[[ Materials provided open ]]
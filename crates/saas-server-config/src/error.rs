// Copyright (c) 2025 Geoffrey Huntley <ghuntley@ghuntley.com>. All rights reserved.
// SPDX-License-Identifier: Proprietary

use std::path::PathBuf;

use thiserror::Error;

#[derive(Error, Debug)]
pub enum ConfigError {
	#[error("failed to read config file {path}: {source}")]
	FileRead {
		path: PathBuf,
		#[source]
		source: std::io::Error,
	},

	#[error("failed to parse config file {path}: {source}")]
	TomlParse {
		path: PathBuf,
		#[source]
		source: toml::de::Error,
	},

	#[error("invalid value for {key}: {message}")]
	InvalidValue { key: String, message: String },

	#[error("invalid configuration: {0}")]
	Validation(String),
}
// Copyright (c) 2025 Geoffrey Huntley <ghuntley@ghuntley.com>. All rights reserved.
// SPDX-License-Identifier: Proprietary

//! Role-based access control.
//!
//! - [`subject`]: subject type tags and resource snapshots
//! - [`rule`]: rules, conditions and ordered rule sets
//! - [`permissions`]: the per-role rule tables
//! - [`ability`]: the decision engine
//! - [`cache`]: per-role memo of rule sets
//! - [`matrix`]: tabular view of the rule tables

pub mod ability;
pub mod cache;
pub mod matrix;
pub mod permissions;
pub mod rule;
pub mod subject;

pub use ability::{Ability, Decision};
pub use cache::{cached_rules_for_role, warm_rule_cache};
pub use matrix::{permission_matrix, MatrixEntry};
pub use permissions::{rules_for, rules_for_role, rules_for_role_name};
pub use rule::{Action, Condition, Effect, Rule, RuleSet, RuleSetBuilder};
pub use subject::{
	InviteAttrs, OrganizationAttrs, ProjectAttrs, Subject, SubjectType, UserAttrs,
};
// Copyright (c) 2025 Geoffrey Huntley <ghuntley@ghuntley.com>. All rights reserved.
// SPDX-License-Identifier: Proprietary

//! The permission check performed by each organization-scoped API operation.
//!
//! Instance checks carry the loaded resource so that ownership conditions can
//! apply; type checks gate listing and creation before anything is loaded.

use saas_auth::{
	Ability, Action, InviteAttrs, OrganizationAttrs, ProjectAttrs, Subject, SubjectType,
};

use crate::authorize::Authorizer;
use crate::error::ApiError;

#[derive(Debug, Clone, Copy, PartialEq, Eq)]
pub enum Operation<'a> {
	GetOrganization(&'a OrganizationAttrs),
	UpdateOrganization(&'a OrganizationAttrs),
	ShutdownOrganization(&'a OrganizationAttrs),
	TransferOrganization(&'a OrganizationAttrs),
	CreateProject,
	ListProjects,
	GetProject(&'a ProjectAttrs),
	UpdateProject(&'a ProjectAttrs),
	DeleteProject(&'a ProjectAttrs),
	CreateInvite,
	ListInvites,
	RevokeInvite(&'a InviteAttrs),
	ListMembers,
	UpdateMember,
	RemoveMember,
	GetBilling,
}

impl<'a> Operation<'a> {
	pub fn action(&self) -> Action {
		match self {
			Operation::GetOrganization(_)
			| Operation::ListProjects
			| Operation::GetProject(_)
			| Operation::ListInvites
			| Operation::ListMembers
			| Operation::GetBilling => Action::Get,
			Operation::UpdateOrganization(_) | Operation::UpdateProject(_) | Operation::UpdateMember => {
				Action::Update
			}
			Operation::ShutdownOrganization(_)
			| Operation::DeleteProject(_)
			| Operation::RevokeInvite(_)
			| Operation::RemoveMember => Action::Delete,
			Operation::TransferOrganization(_) => Action::TransferOwnership,
			Operation::CreateProject | Operation::CreateInvite => Action::Create,
		}
	}

	pub fn subject(&self) -> Subject<'a> {
		match *self {
			Operation::GetOrganization(org)
			| Operation::UpdateOrganization(org)
			| Operation::ShutdownOrganization(org)
			| Operation::TransferOrganization(org) => Subject::Organization(org),
			Operation::GetProject(project)
			| Operation::UpdateProject(project)
			| Operation::DeleteProject(project) => Subject::Project(project),
			Operation::RevokeInvite(invite) => Subject::Invite(invite),
			Operation::CreateProject | Operation::ListProjects => Subject::Type(SubjectType::Project),
			Operation::CreateInvite | Operation::ListInvites => Subject::Type(SubjectType::Invite),
			Operation::ListMembers | Operation::UpdateMember | Operation::RemoveMember => {
				Subject::Type(SubjectType::User)
			}
			Operation::GetBilling => Subject::Type(SubjectType::Billing),
		}
	}

	/// Message returned to the client when the check fails.
	pub fn denial_message(&self) -> &'static str {
		match self {
			Operation::GetOrganization(_) => "You're not allowed to see this organization.",
			Operation::UpdateOrganization(_) => "You do not have permission to update this organization",
			Operation::ShutdownOrganization(_) => {
				"You do not have permission to shutdown this organization"
			}
			Operation::TransferOrganization(_) => {
				"You are not allowed to transfer this organization ownership."
			}
			Operation::CreateProject => "You're not allowed to create a new project.",
			Operation::ListProjects => "You're not allowed to see organization project.",
			Operation::GetProject(_) => "You're not allowed to see this project.",
			Operation::UpdateProject(_) => "You're not allowed to update this project.",
			Operation::DeleteProject(_) => "You're not allowed to delete this project.",
			Operation::CreateInvite => "You're not allowed to create invites.",
			Operation::ListInvites => "You're not allowed to get organization invites.",
			Operation::RevokeInvite(_) => "You're not allowed to delete an invite.",
			Operation::ListMembers => "You're not allowed to see this organization members.",
			Operation::UpdateMember => "You're not allowed to update this member.",
			Operation::RemoveMember => "You're not allowed to delete this member.",
			Operation::GetBilling => "You are not allowed to get organization billing information",
		}
	}
}

/// Runs the permission check of `operation` for `ability`.
pub fn authorize_operation(
	authorizer: &Authorizer,
	ability: &Ability,
	operation: Operation<'_>,
) -> Result<(), ApiError> {
	authorizer.ensure(
		ability,
		operation.action(),
		operation.subject(),
		operation.denial_message(),
	)
}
[[ Materials provided closed ]]
#### [Assignment]
Repeat the data exactly as it was given above.

#### [Output for this exercise]
filename crates/saas-server-config/src/error.rs
// Copyright (c) 2025 Geoffrey Huntley <ghuntley@ghuntley.com>. All rights reserved.
// SPDX-License-Identifier: Proprietary

use std::path::PathBuf;

use thiserror::Error;

#[derive(Error, Debug)]
pub enum ConfigError {
	#[error("failed to read config file {path}: {source}")]
	FileRead {
		path: PathBuf,
		#[source]
		source: std::io::Error,
	},

	#[error("failed to parse config file {path}: {source}")]
	TomlParse {
		path: PathBuf,
		#[source]
		source: toml::de::Error,
	},

	#[error("invalid value for {key}: {message}")]
	InvalidValue { key: String, message: String },

	#[error("invalid configuration: {0}")]
	Validation(String),
}
// Copyright (c) 2025 Geoffrey Huntley <ghuntley@ghuntley.com>. All rights reserved.
// SPDX-License-Identifier: Proprietary

//! Role-based access control.
//!
//! - [`subject`]: subject type tags and resource snapshots
//! - [`rule`]: rules, conditions and ordered rule sets
//! - [`permissions`]: the per-role rule tables
//! - [`ability`]: the decision engine
//! - [`cache`]: per-role memo of rule sets
//! - [`matrix`]: tabular view of the rule tables

pub mod ability;
pub mod cache;
pub mod matrix;
pub mod permissions;
pub mod rule;
pub mod subject;

pub use ability::{Ability, Decision};
pub use cache::{cached_rules_for_role, warm_rule_cache};
pub use matrix::{permission_matrix, MatrixEntry};
pub use permissions::{rules_for, rules_for_role, rules_for_role_name};
pub use rule::{Action, Condition, Effect, Rule, RuleSet, RuleSetBuilder};
pub use subject::{
	InviteAttrs, OrganizationAttrs, ProjectAttrs, Subject, SubjectType, UserAttrs,
};
// Copyright (c) 2025 Geoffrey Huntley <ghuntley@ghuntley.com>. All rights reserved.
// SPDX-License-Identifier: Proprietary

//! The permission check performed by each organization-scoped API operation.
//!
//! Instance checks carry the loaded resource so that ownership conditions can
//! apply; type checks gate listing and creation before anything is loaded.

use saas_auth::{
	Ability, Action, InviteAttrs, OrganizationAttrs, ProjectAttrs, Subject, SubjectType,
};

use crate::authorize::Authorizer;
use crate::error::ApiError;

#[derive(Debug, Clone, Copy, PartialEq, Eq)]
pub enum Operation<'a> {
	GetOrganization(&'a OrganizationAttrs),
	UpdateOrganization(&'a OrganizationAttrs),
	ShutdownOrganization(&'a OrganizationAttrs),
	TransferOrganization(&'a OrganizationAttrs),
	CreateProject,
	ListProjects,
	GetProject(&'a ProjectAttrs),
	UpdateProject(&'a ProjectAttrs),
	DeleteProject(&'a ProjectAttrs),
	CreateInvite,
	ListInvites,
	RevokeInvite(&'a InviteAttrs),
	ListMembers,
	UpdateMember,
	RemoveMember,
	GetBilling,
}

impl<'a> Operation<'a> {
	pub fn action(&self) -> Action {
		match self {
			Operation::GetOrganization(_)
			| Operation::ListProjects
			| Operation::GetProject(_)
			| Operation::ListInvites
			| Operation::ListMembers
			| Operation::GetBilling => Action::Get,
			Operation::UpdateOrganization(_) | Operation::UpdateProject(_) | Operation::UpdateMember => {
				Action::Update
			}
			Operation::ShutdownOrganization(_)
			| Operation::DeleteProject(_)
			| Operation::RevokeInvite(_)
			| Operation::RemoveMember => Action::Delete,
			Operation::TransferOrganization(_) => Action::TransferOwnership,
			Operation::CreateProject | Operation::CreateInvite => Action::Create,
		}
	}

	pub fn subject(&self) -> Subject<'a> {
		match *self {
			Operation::GetOrganization(org)
			| Operation::UpdateOrganization(org)
			| Operation::ShutdownOrganization(org)
			| Operation::TransferOrganization(org) => Subject::Organization(org),
			Operation::GetProject(project)
			| Operation::UpdateProject(project)
			| Operation::DeleteProject(project) => Subject::Project(project),
			Operation::RevokeInvite(invite) => Subject::Invite(invite),
			Operation::CreateProject | Operation::ListProjects => Subject::Type(SubjectType::Project),
			Operation::CreateInvite | Operation::ListInvites => Subject::Type(SubjectType::Invite),
			Operation::ListMembers | Operation::UpdateMember | Operation::RemoveMember => {
				Subject::Type(SubjectType::User)
			}
			Operation::GetBilling => Subject::Type(SubjectType::Billing),
		}
	}

	/// Message returned to the client when the check fails.
	pub fn denial_message(&self) -> &'static str {
		match self {
			Operation::GetOrganization(_) => "You're not allowed to see this organization.",
			Operation::UpdateOrganization(_) => "You do not have permission to update this organization",
			Operation::ShutdownOrganization(_) => {
				"You do not have permission to shutdown this organization"
			}
			Operation::TransferOrganization(_) => {
				"You are not allowed to transfer this organization ownership."
			}
			Operation::CreateProject => "You're not allowed to create a new project.",
			Operation::ListProjects => "You're not allowed to see organization project.",
			Operation::GetProject(_) => "You're not allowed to see this project.",
			Operation::UpdateProject(_) => "You're not allowed to update this project.",
			Operation::DeleteProject(_) => "You're not allowed to delete this project.",
			Operation::CreateInvite => "You're not allowed to create invites.",
			Operation::ListInvites => "You're not allowed to get organization invites.",
			Operation::RevokeInvite(_) => "You're not allowed to delete an invite.",
			Operation::ListMembers => "You're not allowed to see this organization members.",
			Operation::UpdateMember => "You're not allowed to update this member.",
			Operation::RemoveMember => "You're not allowed to delete this member.",
			Operation::GetBilling => "You are not allowed to get organization billing information",
		}
	}
}

/// Runs the permission check of `operation` for `ability`.
pub fn authorize_operation(
	authorizer: &Authorizer,
	ability: &Ability,
	operation: Operation<'_>,
) -> Result<(), ApiError> {
	authorizer.ensure(
		ability,
		operation.action(),
		operation.subject(),
		operation.denial_message(),
	)
}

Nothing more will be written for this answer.